All the data must be output exactly as given.
(Data for review Opens)
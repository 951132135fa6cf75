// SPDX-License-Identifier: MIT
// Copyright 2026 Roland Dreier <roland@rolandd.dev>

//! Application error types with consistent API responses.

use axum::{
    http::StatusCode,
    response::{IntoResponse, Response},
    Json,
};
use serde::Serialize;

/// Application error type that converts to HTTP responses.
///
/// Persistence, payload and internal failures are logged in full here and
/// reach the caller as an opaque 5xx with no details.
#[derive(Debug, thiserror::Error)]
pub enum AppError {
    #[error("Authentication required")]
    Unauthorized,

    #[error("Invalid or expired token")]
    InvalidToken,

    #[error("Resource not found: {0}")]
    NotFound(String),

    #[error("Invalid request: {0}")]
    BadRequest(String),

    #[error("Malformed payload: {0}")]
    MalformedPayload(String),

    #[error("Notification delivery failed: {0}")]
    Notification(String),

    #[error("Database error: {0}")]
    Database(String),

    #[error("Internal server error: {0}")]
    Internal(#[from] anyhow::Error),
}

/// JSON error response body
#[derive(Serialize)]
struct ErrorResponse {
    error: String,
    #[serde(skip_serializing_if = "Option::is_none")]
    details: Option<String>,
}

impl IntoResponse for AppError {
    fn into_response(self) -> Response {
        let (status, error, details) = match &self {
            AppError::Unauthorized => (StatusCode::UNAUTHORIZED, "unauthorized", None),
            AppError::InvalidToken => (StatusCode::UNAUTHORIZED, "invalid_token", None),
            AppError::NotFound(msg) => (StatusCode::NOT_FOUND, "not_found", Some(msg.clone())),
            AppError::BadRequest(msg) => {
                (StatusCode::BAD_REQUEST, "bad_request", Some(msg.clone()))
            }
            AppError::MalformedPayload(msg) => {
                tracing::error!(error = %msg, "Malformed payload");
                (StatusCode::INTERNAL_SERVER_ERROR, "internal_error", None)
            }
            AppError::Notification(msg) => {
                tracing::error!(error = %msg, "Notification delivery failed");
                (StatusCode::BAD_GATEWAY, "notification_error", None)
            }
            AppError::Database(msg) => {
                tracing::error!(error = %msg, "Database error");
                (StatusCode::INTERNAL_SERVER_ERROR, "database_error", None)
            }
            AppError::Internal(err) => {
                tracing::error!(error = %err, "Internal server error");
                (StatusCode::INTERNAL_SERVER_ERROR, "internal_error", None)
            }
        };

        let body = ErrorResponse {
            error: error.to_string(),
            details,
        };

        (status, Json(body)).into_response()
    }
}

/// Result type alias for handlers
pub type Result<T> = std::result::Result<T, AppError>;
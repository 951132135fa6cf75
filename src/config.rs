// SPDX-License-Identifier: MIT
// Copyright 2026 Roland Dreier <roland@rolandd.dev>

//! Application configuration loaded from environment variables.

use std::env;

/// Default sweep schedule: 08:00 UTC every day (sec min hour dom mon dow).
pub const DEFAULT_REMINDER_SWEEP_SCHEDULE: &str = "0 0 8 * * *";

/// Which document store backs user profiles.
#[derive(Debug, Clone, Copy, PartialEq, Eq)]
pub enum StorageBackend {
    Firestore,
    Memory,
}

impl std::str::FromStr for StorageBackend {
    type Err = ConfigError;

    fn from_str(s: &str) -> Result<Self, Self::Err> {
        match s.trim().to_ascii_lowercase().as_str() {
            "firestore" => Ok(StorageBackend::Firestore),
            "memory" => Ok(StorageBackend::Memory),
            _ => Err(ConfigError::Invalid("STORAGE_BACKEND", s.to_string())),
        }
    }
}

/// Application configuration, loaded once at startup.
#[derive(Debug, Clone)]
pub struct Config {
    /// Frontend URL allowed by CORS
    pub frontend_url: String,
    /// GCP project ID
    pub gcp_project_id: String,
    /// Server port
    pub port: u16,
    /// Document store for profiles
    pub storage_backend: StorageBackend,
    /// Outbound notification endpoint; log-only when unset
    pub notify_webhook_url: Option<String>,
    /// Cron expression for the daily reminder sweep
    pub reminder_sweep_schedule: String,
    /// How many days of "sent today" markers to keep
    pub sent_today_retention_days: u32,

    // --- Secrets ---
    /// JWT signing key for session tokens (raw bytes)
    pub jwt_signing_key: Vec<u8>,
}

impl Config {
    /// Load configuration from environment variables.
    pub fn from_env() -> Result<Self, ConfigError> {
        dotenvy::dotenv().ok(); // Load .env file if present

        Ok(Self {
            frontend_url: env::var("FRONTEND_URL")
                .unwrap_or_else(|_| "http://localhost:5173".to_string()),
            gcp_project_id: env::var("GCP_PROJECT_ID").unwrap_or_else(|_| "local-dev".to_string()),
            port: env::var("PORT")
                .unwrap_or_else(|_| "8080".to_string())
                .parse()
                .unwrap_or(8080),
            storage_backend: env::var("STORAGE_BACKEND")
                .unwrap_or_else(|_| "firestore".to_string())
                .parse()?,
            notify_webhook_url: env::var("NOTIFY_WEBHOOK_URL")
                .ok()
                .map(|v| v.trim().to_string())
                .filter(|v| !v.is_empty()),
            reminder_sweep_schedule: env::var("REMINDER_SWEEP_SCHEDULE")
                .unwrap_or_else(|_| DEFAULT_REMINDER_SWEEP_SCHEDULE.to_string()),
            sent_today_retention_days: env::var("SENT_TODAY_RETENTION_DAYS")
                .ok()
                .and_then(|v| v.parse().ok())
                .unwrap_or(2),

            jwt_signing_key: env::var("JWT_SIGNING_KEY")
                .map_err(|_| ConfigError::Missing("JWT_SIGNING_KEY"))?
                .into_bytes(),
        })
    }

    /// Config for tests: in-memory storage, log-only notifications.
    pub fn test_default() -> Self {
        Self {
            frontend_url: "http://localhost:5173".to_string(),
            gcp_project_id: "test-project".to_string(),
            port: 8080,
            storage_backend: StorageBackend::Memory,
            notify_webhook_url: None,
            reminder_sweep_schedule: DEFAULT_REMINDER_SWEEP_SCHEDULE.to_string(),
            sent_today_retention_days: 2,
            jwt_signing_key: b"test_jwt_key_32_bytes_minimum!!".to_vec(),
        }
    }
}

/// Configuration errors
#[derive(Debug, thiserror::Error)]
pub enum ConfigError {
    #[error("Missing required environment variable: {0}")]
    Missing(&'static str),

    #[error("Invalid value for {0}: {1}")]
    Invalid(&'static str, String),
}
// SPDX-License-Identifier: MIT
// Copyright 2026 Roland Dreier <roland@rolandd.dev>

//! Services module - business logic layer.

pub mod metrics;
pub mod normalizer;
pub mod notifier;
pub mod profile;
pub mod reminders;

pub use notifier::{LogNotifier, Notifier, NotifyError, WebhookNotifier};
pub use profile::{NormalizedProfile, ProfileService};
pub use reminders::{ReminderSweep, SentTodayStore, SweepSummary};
(Data for review Closes)
Response box:
repository 951132135fa6cf75
// SPDX-License-Identifier: MIT
// Copyright 2026 Roland Dreier <roland@rolandd.dev>

//! Application error types with consistent API responses.

use axum::{
    http::StatusCode,
    response::{IntoResponse, Response},
    Json,
};
use serde::Serialize;

/// Application error type that converts to HTTP responses.
///
/// Persistence, payload and internal failures are logged in full here and
/// reach the caller as an opaque 5xx with no details.
#[derive(Debug, thiserror::Error)]
pub enum AppError {
    #[error("Authentication required")]
    Unauthorized,

    #[error("Invalid or expired token")]
    InvalidToken,

    #[error("Resource not found: {0}")]
    NotFound(String),

    #[error("Invalid request: {0}")]
    BadRequest(String),

    #[error("Malformed payload: {0}")]
    MalformedPayload(String),

    #[error("Notification delivery failed: {0}")]
    Notification(String),

    #[error("Database error: {0}")]
    Database(String),

    #[error("Internal server error: {0}")]
    Internal(#[from] anyhow::Error),
}

/// JSON error response body
#[derive(Serialize)]
struct ErrorResponse {
    error: String,
    #[serde(skip_serializing_if = "Option::is_none")]
    details: Option<String>,
}

impl IntoResponse for AppError {
    fn into_response(self) -> Response {
        let (status, error, details) = match &self {
            AppError::Unauthorized => (StatusCode::UNAUTHORIZED, "unauthorized", None),
            AppError::InvalidToken => (StatusCode::UNAUTHORIZED, "invalid_token", None),
            AppError::NotFound(msg) => (StatusCode::NOT_FOUND, "not_found", Some(msg.clone())),
            AppError::BadRequest(msg) => {
                (StatusCode::BAD_REQUEST, "bad_request", Some(msg.clone()))
            }
            AppError::MalformedPayload(msg) => {
                tracing::error!(error = %msg, "Malformed payload");
                (StatusCode::INTERNAL_SERVER_ERROR, "internal_error", None)
            }
            AppError::Notification(msg) => {
                tracing::error!(error = %msg, "Notification delivery failed");
                (StatusCode::BAD_GATEWAY, "notification_error", None)
            }
            AppError::Database(msg) => {
                tracing::error!(error = %msg, "Database error");
                (StatusCode::INTERNAL_SERVER_ERROR, "database_error", None)
            }
            AppError::Internal(err) => {
                tracing::error!(error = %err, "Internal server error");
                (StatusCode::INTERNAL_SERVER_ERROR, "internal_error", None)
            }
        };

        let body = ErrorResponse {
            error: error.to_string(),
            details,
        };

        (status, Json(body)).into_response()
    }
}

/// Result type alias for handlers
pub type Result<T> = std::result::Result<T, AppError>;
repository 951132135fa6cf75
filename src/config.rs
// SPDX-License-Identifier: MIT
// Copyright 2026 Roland Dreier <roland@rolandd.dev>

//! Application configuration loaded from environment variables.

use std::env;

/// Default sweep schedule: 08:00 UTC every day (sec min hour dom mon dow).
pub const DEFAULT_REMINDER_SWEEP_SCHEDULE: &str = "0 0 8 * * *";

/// Which document store backs user profiles.
#[derive(Debug, Clone, Copy, PartialEq, Eq)]
pub enum StorageBackend {
    Firestore,
    Memory,
}

impl std::str::FromStr for StorageBackend {
    type Err = ConfigError;

    fn from_str(s: &str) -> Result<Self, Self::Err> {
        match s.trim().to_ascii_lowercase().as_str() {
            "firestore" => Ok(StorageBackend::Firestore),
            "memory" => Ok(StorageBackend::Memory),
            _ => Err(ConfigError::Invalid("STORAGE_BACKEND", s.to_string())),
        }
    }
}

/// Application configuration, loaded once at startup.
#[derive(Debug, Clone)]
pub struct Config {
    /// Frontend URL allowed by CORS
    pub frontend_url: String,
    /// GCP project ID
    pub gcp_project_id: String,
    /// Server port
    pub port: u16,
    /// Document store for profiles
    pub storage_backend: StorageBackend,
    /// Outbound notification endpoint; log-only when unset
    pub notify_webhook_url: Option<String>,
    /// Cron expression for the daily reminder sweep
    pub reminder_sweep_schedule: String,
    /// How many days of "sent today" markers to keep
    pub sent_today_retention_days: u32,

    // --- Secrets ---
    /// JWT signing key for session tokens (raw bytes)
    pub jwt_signing_key: Vec<u8>,
}

impl Config {
    /// Load configuration from environment variables.
    pub fn from_env() -> Result<Self, ConfigError> {
        dotenvy::dotenv().ok(); // Load .env file if present

        Ok(Self {
            frontend_url: env::var("FRONTEND_URL")
                .unwrap_or_else(|_| "http://localhost:5173".to_string()),
            gcp_project_id: env::var("GCP_PROJECT_ID").unwrap_or_else(|_| "local-dev".to_string()),
            port: env::var("PORT")
                .unwrap_or_else(|_| "8080".to_string())
                .parse()
                .unwrap_or(8080),
            storage_backend: env::var("STORAGE_BACKEND")
                .unwrap_or_else(|_| "firestore".to_string())
                .parse()?,
            notify_webhook_url: env::var("NOTIFY_WEBHOOK_URL")
                .ok()
                .map(|v| v.trim().to_string())
                .filter(|v| !v.is_empty()),
            reminder_sweep_schedule: env::var("REMINDER_SWEEP_SCHEDULE")
                .unwrap_or_else(|_| DEFAULT_REMINDER_SWEEP_SCHEDULE.to_string()),
            sent_today_retention_days: env::var("SENT_TODAY_RETENTION_DAYS")
                .ok()
                .and_then(|v| v.parse().ok())
                .unwrap_or(2),

            jwt_signing_key: env::var("JWT_SIGNING_KEY")
                .map_err(|_| ConfigError::Missing("JWT_SIGNING_KEY"))?
                .into_bytes(),
        })
    }

    /// Config for tests: in-memory storage, log-only notifications.
    pub fn test_default() -> Self {
        Self {
            frontend_url: "http://localhost:5173".to_string(),
            gcp_project_id: "test-project".to_string(),
            port: 8080,
            storage_backend: StorageBackend::Memory,
            notify_webhook_url: None,
            reminder_sweep_schedule: DEFAULT_REMINDER_SWEEP_SCHEDULE.to_string(),
            sent_today_retention_days: 2,
            jwt_signing_key: b"test_jwt_key_32_bytes_minimum!!".to_vec(),
        }
    }
}

/// Configuration errors
#[derive(Debug, thiserror::Error)]
pub enum ConfigError {
    #[error("Missing required environment variable: {0}")]
    Missing(&'static str),

    #[error("Invalid value for {0}: {1}")]
    Invalid(&'static str, String),
}
// SPDX-License-Identifier: MIT
// Copyright 2026 Roland Dreier <roland@rolandd.dev>

//! Services module - business logic layer.

pub mod metrics;
pub mod normalizer;
pub mod notifier;
pub mod profile;
pub mod reminders;

pub use notifier::{LogNotifier, Notifier, NotifyError, WebhookNotifier};
pub use profile::{NormalizedProfile, ProfileService};
pub use reminders::{ReminderSweep, SentTodayStore, SweepSummary};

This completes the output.